クロスエントロピーのトレーニングをしている場合、出力確率に1e-8のような小さな数値を追加します。
Log(0)は負の無限大であるため、モデルが十分にトレーニングされると、出力分布は非常に歪んでしまいます。たとえば、4クラスの出力を行う場合、最初は確率が次のようになります。
0.25 0.25 0.25 0.25
しかし、最後に向かって確率はおそらく次のようになります
1.0 0 0 0
そして、この分布のクロスエントロピーを取り、すべてが爆発します。修正は、これを防ぐためにすべての用語に少数を人為的に追加することです。
私の場合、離れた整数のLABELを設定するとNANになりました。すなわち:
したがって、非常に離れたラベルを使用しないでください。
編集次の簡単なコードで効果を確認できます。
from keras.models import Sequential
from keras.layers import Dense, Activation
import numpy as np
X=np.random.random(size=(20,5))
y=np.random.randint(0,high=5, size=(20,1))
model = Sequential([
Dense(10, input_dim=X.shape[1]),
Activation('relu'),
Dense(5),
Activation('softmax')
])
model.compile(optimizer = "Adam", loss = "sparse_categorical_crossentropy", metrics = ["accuracy"] )
print('fit model with labels in range 0..5')
history = model.fit(X, y, epochs= 5 )
X = np.vstack( (X, np.random.random(size=(1,5))))
y = np.vstack( ( y, [[8000]]))
print('fit model with labels in range 0..5 plus 8000')
history = model.fit(X, y, epochs= 5 )
結果は、ラベル8000を追加した後のNANを示しています。
fit model with labels in range 0..5
Epoch 1/5
20/20 [==============================] - 0s 25ms/step - loss: 1.8345 - acc: 0.1500
Epoch 2/5
20/20 [==============================] - 0s 150us/step - loss: 1.8312 - acc: 0.1500
Epoch 3/5
20/20 [==============================] - 0s 151us/step - loss: 1.8273 - acc: 0.1500
Epoch 4/5
20/20 [==============================] - 0s 198us/step - loss: 1.8233 - acc: 0.1500
Epoch 5/5
20/20 [==============================] - 0s 151us/step - loss: 1.8192 - acc: 0.1500
fit model with labels in range 0..5 plus 8000
Epoch 1/5
21/21 [==============================] - 0s 142us/step - loss: nan - acc: 0.1429
Epoch 2/5
21/21 [==============================] - 0s 238us/step - loss: nan - acc: 0.2381
Epoch 3/5
21/21 [==============================] - 0s 191us/step - loss: nan - acc: 0.2381
Epoch 4/5
21/21 [==============================] - 0s 191us/step - loss: nan - acc: 0.2381
Epoch 5/5
21/21 [==============================] - 0s 188us/step - loss: nan - acc: 0.2381
ターゲットとして整数を使用する場合は、整数が0で対称になっていないことを確認してください。
つまり、クラス-1、0、1を使用しないでください。
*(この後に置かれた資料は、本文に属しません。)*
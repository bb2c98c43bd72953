//! Status polling for the player, webcam and face-distance panels

use super::core::{EventSender, WorkerConfig};
use crate::api::MoodApi;
use crate::api::error::ApiError;
use crate::error_classifier::ErrorClassifier;
use crate::events::{EventType, Update, Worker};
use crate::logging::LogLevel;
use std::sync::Arc;
use std::time::Duration;
use tokio::sync::broadcast;
use tokio::time::MissedTickBehavior;

/// A dashboard panel fed by periodic polling.
#[derive(Debug, Copy, Clone, Eq, PartialEq)]
pub enum Widget {
    Playback,
    Webcam,
    FaceDistance,
}

impl Widget {
    pub fn worker(self) -> Worker {
        match self {
            Widget::Playback => Worker::Playback,
            Widget::Webcam => Worker::Webcam,
            Widget::FaceDistance => Worker::FaceDistance,
        }
    }

    pub fn period(self, config: &WorkerConfig) -> Duration {
        match self {
            Widget::Playback => config.playback_poll,
            Widget::Webcam => config.webcam_poll,
            Widget::FaceDistance => config.face_distance_poll,
        }
    }

    fn label(self) -> &'static str {
        match self {
            Widget::Playback => "player status",
            Widget::Webcam => "webcam status",
            Widget::FaceDistance => "face distance",
        }
    }
}

/// Fetch the current state of a panel once.
pub async fn fetch_widget(api: &dyn MoodApi, widget: Widget) -> Result<Update, ApiError> {
    match widget {
        Widget::Playback => api.current_playback().await.map(Update::Playback),
        Widget::Webcam => api.webcam_status().await.map(Update::Webcam),
        Widget::FaceDistance => api
            .face_distance()
            .await
            .map(|reading| Update::FaceDistance(reading.distance)),
    }
}

pub struct StatusPoller {
    api: Arc<dyn MoodApi>,
    event_sender: EventSender,
    widget: Widget,
    period: Duration,
    classifier: ErrorClassifier,
    failing: bool,
}

impl StatusPoller {
    pub fn new(
        api: Arc<dyn MoodApi>,
        event_sender: EventSender,
        widget: Widget,
        config: &WorkerConfig,
    ) -> Self {
        Self {
            api,
            event_sender,
            widget,
            period: widget.period(config),
            classifier: ErrorClassifier::new(),
            failing: false,
        }
    }

    pub async fn run(mut self, mut shutdown: broadcast::Receiver<()>) {
        let mut ticker = tokio::time::interval(self.period);
        ticker.set_missed_tick_behavior(MissedTickBehavior::Delay);

        loop {
            tokio::select! {
                _ = shutdown.recv() => break,
                _ = ticker.tick() => {}
            }
            // A poll still waiting on the service is dropped on shutdown.
            let result = tokio::select! {
                _ = shutdown.recv() => break,
                result = fetch_widget(self.api.as_ref(), self.widget) => result,
            };
            self.report(result).await;
        }
    }

    /// Forward a poll result. Only the first failure in a row is surfaced;
    /// repeats are logged at debug level until a poll succeeds again.
    async fn report(&mut self, result: Result<Update, ApiError>) {
        let worker = self.widget.worker();
        match result {
            Ok(update) => {
                if self.failing {
                    self.failing = false;
                    self.event_sender
                        .send(
                            worker,
                            format!("Reconnected to {}", self.widget.label()),
                            EventType::Success,
                            LogLevel::Info,
                        )
                        .await;
                }
                self.event_sender.send_update(worker, update).await;
            }
            Err(e) => {
                let level = if self.failing {
                    LogLevel::Debug
                } else {
                    self.classifier.classify_api_error(&e)
                };
                self.failing = true;
                self.event_sender
                    .send(
                        worker,
                        format!("Failed to read {}: {}", self.widget.label(), e),
                        EventType::Error,
                        level,
                    )
                    .await;
                self.event_sender
                    .report_if_unauthenticated(worker, &e)
                    .await;
            }
        }
    }
}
代わりに0、1、2を使用します。
エラーに関する詳細情報を収集し、最初の数回の繰り返しでエラーが発生する場合は、CPU専用モード(GPUなし)で実験を実行することをお勧めします。エラーメッセージはより具体的になります。
正則化が役立ちます。分類子の場合、それがバイナリ分類子であろうとマルチクラス分類子であろうと、アクティビティの正規化の良いケースがあります。リグレッサーの場合、カーネルの正規化がより適切な場合があります。